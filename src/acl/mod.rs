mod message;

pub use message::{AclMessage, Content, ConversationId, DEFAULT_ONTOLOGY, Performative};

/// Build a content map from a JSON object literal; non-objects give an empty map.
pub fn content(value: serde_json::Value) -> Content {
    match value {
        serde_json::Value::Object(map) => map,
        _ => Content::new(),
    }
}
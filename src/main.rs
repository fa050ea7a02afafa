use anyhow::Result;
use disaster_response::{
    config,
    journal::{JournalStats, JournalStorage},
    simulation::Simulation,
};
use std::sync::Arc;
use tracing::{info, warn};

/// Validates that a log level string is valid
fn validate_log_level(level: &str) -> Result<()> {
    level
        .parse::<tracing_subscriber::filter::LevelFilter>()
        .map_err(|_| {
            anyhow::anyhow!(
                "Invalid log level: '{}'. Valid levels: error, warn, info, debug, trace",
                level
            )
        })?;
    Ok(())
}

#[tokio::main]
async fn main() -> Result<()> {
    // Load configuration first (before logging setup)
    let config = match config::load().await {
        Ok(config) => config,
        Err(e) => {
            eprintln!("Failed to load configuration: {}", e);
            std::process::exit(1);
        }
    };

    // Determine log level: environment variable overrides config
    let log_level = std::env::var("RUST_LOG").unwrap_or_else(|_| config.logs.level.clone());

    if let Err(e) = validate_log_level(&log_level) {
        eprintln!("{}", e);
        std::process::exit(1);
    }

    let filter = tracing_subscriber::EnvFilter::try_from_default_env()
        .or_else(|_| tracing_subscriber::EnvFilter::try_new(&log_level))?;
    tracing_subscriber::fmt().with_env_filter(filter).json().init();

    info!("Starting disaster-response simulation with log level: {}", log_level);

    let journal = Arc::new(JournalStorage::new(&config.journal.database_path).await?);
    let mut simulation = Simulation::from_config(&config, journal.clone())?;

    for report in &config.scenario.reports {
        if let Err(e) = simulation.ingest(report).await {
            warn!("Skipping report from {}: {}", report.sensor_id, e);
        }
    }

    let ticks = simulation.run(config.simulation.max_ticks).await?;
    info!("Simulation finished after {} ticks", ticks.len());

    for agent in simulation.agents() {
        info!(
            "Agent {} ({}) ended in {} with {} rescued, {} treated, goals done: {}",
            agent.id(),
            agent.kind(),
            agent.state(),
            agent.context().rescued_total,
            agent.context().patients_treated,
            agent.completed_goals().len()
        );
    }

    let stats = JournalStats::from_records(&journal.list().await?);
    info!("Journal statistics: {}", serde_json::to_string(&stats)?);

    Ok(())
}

==

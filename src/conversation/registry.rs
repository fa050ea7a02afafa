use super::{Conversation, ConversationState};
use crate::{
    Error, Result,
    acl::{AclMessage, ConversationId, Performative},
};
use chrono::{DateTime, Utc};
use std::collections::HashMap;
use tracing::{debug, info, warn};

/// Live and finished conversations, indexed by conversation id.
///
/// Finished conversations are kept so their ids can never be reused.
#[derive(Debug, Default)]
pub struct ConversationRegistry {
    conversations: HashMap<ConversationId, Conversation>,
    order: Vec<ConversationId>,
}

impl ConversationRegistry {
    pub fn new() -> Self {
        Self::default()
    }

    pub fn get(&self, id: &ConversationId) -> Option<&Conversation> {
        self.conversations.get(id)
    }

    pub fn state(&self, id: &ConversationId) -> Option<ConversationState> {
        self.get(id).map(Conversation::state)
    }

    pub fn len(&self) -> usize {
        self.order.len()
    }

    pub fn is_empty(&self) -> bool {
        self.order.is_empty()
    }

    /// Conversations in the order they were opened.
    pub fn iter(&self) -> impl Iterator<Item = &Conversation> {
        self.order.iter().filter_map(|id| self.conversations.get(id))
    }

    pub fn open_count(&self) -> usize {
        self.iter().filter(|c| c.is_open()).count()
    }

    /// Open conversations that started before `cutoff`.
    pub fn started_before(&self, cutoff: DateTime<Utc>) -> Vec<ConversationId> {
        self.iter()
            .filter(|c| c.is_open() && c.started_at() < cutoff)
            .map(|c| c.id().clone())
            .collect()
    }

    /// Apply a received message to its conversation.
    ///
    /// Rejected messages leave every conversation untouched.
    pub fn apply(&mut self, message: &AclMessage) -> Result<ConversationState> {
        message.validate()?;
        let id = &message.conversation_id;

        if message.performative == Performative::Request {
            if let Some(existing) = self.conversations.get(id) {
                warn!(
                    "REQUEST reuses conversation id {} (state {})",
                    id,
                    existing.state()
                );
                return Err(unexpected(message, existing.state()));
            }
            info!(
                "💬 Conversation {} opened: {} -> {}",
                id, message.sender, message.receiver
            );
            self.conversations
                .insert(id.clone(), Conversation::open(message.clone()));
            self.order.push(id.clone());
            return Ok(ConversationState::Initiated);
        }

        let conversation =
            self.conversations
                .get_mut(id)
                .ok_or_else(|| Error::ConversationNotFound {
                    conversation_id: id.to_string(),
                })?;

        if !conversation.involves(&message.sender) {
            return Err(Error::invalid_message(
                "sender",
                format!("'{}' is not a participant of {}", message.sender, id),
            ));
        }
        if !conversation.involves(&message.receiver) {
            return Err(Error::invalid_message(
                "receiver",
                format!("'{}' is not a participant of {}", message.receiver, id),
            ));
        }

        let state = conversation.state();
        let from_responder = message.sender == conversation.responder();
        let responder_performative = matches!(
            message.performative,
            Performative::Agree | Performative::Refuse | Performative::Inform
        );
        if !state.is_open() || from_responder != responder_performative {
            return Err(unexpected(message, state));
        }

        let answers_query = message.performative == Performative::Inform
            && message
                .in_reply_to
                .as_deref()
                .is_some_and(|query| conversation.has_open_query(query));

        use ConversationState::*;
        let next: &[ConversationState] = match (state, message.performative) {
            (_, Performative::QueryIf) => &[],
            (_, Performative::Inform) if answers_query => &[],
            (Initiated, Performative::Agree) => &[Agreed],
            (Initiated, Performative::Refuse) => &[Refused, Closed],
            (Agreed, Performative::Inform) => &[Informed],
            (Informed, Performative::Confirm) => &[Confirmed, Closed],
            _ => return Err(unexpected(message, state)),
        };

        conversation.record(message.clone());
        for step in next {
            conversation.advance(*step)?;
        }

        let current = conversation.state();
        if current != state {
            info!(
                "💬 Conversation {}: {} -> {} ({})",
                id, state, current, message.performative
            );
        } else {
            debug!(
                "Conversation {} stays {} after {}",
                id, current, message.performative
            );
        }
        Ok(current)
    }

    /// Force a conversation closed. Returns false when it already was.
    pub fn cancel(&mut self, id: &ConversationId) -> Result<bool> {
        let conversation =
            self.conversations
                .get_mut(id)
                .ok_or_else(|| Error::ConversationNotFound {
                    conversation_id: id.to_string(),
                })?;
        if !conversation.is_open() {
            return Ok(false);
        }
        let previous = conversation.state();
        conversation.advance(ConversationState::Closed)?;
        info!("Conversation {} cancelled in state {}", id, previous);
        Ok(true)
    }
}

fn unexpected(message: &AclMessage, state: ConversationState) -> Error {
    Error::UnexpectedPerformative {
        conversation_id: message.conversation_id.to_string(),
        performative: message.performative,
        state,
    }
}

---

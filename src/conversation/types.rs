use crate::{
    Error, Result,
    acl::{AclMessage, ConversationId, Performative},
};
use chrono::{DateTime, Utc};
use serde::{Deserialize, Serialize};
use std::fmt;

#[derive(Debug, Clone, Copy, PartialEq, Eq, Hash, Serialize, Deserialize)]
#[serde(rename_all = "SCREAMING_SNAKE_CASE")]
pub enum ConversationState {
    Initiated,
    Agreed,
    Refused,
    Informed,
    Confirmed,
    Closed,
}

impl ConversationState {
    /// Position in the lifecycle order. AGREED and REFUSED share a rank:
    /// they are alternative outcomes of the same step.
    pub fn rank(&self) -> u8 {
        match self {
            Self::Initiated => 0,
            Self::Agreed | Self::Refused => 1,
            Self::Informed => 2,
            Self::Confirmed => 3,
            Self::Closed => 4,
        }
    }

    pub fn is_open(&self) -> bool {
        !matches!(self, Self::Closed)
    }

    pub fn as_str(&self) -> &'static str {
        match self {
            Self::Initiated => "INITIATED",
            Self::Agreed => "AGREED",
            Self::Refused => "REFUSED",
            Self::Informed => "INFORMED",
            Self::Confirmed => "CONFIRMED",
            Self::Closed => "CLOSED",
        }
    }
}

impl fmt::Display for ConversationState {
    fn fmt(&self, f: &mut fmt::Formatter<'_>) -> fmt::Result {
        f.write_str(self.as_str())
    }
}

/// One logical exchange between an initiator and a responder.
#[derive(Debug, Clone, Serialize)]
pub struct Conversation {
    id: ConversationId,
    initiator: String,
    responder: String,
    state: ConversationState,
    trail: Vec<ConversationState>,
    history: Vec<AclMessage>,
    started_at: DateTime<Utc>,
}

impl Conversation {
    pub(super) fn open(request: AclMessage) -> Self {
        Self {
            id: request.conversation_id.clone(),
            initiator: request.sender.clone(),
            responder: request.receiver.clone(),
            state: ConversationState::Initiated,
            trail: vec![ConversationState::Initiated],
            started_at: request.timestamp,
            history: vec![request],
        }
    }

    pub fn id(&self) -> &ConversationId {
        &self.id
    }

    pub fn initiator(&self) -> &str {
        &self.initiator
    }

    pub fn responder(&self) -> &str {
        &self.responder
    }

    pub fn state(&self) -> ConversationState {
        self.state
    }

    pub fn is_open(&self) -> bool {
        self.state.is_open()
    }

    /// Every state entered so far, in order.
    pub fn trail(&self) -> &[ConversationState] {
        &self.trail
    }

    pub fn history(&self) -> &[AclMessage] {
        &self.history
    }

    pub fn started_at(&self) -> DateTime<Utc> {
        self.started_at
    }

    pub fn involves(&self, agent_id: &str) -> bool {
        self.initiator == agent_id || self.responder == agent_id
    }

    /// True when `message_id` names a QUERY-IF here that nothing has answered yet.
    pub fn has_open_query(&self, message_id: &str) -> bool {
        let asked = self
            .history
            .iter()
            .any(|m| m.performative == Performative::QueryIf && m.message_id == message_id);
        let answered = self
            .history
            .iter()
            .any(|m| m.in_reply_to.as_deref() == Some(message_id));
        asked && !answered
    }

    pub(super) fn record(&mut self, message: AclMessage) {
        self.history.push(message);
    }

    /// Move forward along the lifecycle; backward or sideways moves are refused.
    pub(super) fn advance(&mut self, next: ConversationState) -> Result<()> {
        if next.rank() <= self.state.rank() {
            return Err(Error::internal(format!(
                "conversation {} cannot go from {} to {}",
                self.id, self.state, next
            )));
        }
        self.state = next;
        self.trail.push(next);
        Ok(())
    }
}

**Work to be completed:**
Say the number of lines above that include "EnvFilter", and only that.

**Response area:**
2